Positive und negative Seiten der Gastronomie?
Positiv war, mit den Leuten zusammenkommen und dass jeder Tag anders war. Negativ ist gewesen, dass man für die Familie, die Kinder zu wenig Zeit hatte, weil man immer da sein musste. Und ein Ruhetag war für viele Leute schon unglaublich damals. Da macht man halt extrem viele Stunden. „Selbst und ständig“ eben.
Hast du Veränderungen der Gastronomie im Laufe der 47 aktiven Jahre bemerkt?
Ich sage im Prinzip war es immer gleich: „Was kostet die Welt“. Alles soll sofort dastehen, bevor überhaupt bestellt wird, soll schon gegessen werden. Das ist eigentlich immer gleich geblieben. Auch jetzt nach Corona, keiner lernt irgendwas dazu. Da fehlt oft der Respekt vom Gast gegenüber den Gastro-Mitarbeitern.
Du lebst die Hausmannskost. Was ist das Spezielle daran?
Weil es das nicht überall gibt und weil es was Besonderes ist. Sei es Blattl mit Kraut, Brodakrapfen, oder Germkiachl, Daumnidei, Kasknedl… Wir haben immer bodenständig gekocht. Ich esse es auch selbst gerne.
Was ist dein Lieblingsessen?
Mein Cordon-Bleu mit Erdäpfel und „Grangglbeersoiss“.
Wie merkst du dir die Rezepte?
Ich habe immer nach Gefühl und ohne Rezept gekocht. Ich könnte nicht mal genau sagen, wie viel Kilo Mehl ich für Brodakrapfen nehme. Es geht sich einfach immer aus. Die letzte Materialanforderung habe ich in der Berufsschule gemacht und danach nie mehr.
Du fotografierst gerne, welche Motive gefallen dir?
Alte Bauernhäuser, Almen, Tiere, Berge, Familie. Das halte ich gerne fest. Fotos wo man überall war. Andere halten das im Kopf fest, ich brauche da immer ein Bild. Und ich liebe alte Fotos.
Du bist ja gerne für einen Blödsinn zu haben. Erzähl uns einen Schwank.
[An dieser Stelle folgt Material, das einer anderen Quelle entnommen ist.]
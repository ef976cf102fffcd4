// SPDX-FileCopyrightText: 2026 Octogram Contributors
// SPDX-License-Identifier: MIT OR Apache-2.0

//! GitHub API client trait.
//!
//! The conversation engine only sees this seam; the reqwest implementation
//! lives in `octogram-github`, and tests substitute canned responses.

use async_trait::async_trait;

use crate::error::OctogramError;
use crate::types::{Account, CreatedIssue, NewIssue};

/// The slice of the GitHub REST API that Octogram drives.
///
/// Every method takes an optional bearer token; `None` means anonymous
/// access, which GitHub answers with an empty or 401 view.
#[async_trait]
pub trait GithubApi: Send + Sync + 'static {
    /// Fetches the authenticated user plus their organizations.
    ///
    /// Partial failures degrade to a shorter list rather than an error;
    /// an empty list means the credential is missing or unusable.
    async fn list_accounts(&self, token: Option<&str>) -> Result<Vec<Account>, OctogramError>;

    /// Lists repository names owned by the given account.
    async fn list_repos(
        &self,
        token: Option<&str>,
        account: &Account,
    ) -> Result<Vec<String>, OctogramError>;

    /// Creates an issue and returns its canonical URL. Any status other
    /// than 201 is an `OctogramError::RemoteApi` carrying the status but
    /// never the remote response body.
    async fn create_issue(
        &self,
        token: Option<&str>,
        owner: &str,
        repo: &str,
        issue: &NewIssue,
    ) -> Result<CreatedIssue, OctogramError>;
}
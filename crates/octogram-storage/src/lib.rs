// SPDX-FileCopyrightText: 2026 Octogram Contributors
// SPDX-License-Identifier: MIT OR Apache-2.0

//! Credential persistence for the Octogram bot.
//!
//! Provides WAL-mode SQLite storage with embedded migrations and a
//! single-writer concurrency model via `tokio-rusqlite`, plus an in-memory
//! backend for tests and ephemeral deployments. Both implement the
//! [`CredentialStore`] trait from `octogram-core`, so the rest of the bot
//! never knows which backend it is talking to.

use std::sync::Arc;

use octogram_config::model::StorageConfig;
use octogram_config::StorageBackend;
use octogram_core::{CredentialStore, OctogramError};
use tracing::info;

pub mod database;
pub mod memory;
pub mod migrations;
pub mod queries;
pub mod sqlite;

pub use database::Database;
pub use memory::MemoryCredentialStore;
pub use sqlite::SqliteCredentialStore;

/// Open the credential store selected by `storage.backend`.
pub async fn open_store(
    config: &StorageConfig,
) -> Result<Arc<dyn CredentialStore>, OctogramError> {
    match config.backend {
        StorageBackend::Sqlite => {
            let store = SqliteCredentialStore::open(&config.database_path).await?;
            info!(backend = "sqlite", path = %config.database_path, "credential store ready");
            Ok(Arc::new(store))
        }
        StorageBackend::Memory => {
            info!(backend = "memory", "credential store ready");
            Ok(Arc::new(MemoryCredentialStore::new()))
        }
    }
}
Das Lustigste war Grutt Lenis Geburtstag im März auf der Bassgeigeralm. Vor der Hütte war ein riesiger Scherhaufen, und da haben wir sowas wie ein Mini-Feuerwerk gezündet. Zu nahe an der Hütte war es nicht möglich, deshalb platzierten wir es auf dem Haufen. Leider hat es furchtbar geregnet, es versank alles im Boden und es ertönte nur ein mickriges „BLOBB“. Das war so eine Gaudi und wir haben echt gelacht.
Was wünschst du dir?
Ich habe immer narrisch gerne gearbeitet und aus meinem Leben „roit“ mi koa oanziga Tog (bereue keinen einzigen Tag). Ich wünsche mir, dass wir alle miteinander guat „gschoffn“ und gesund bleiben in der Familie.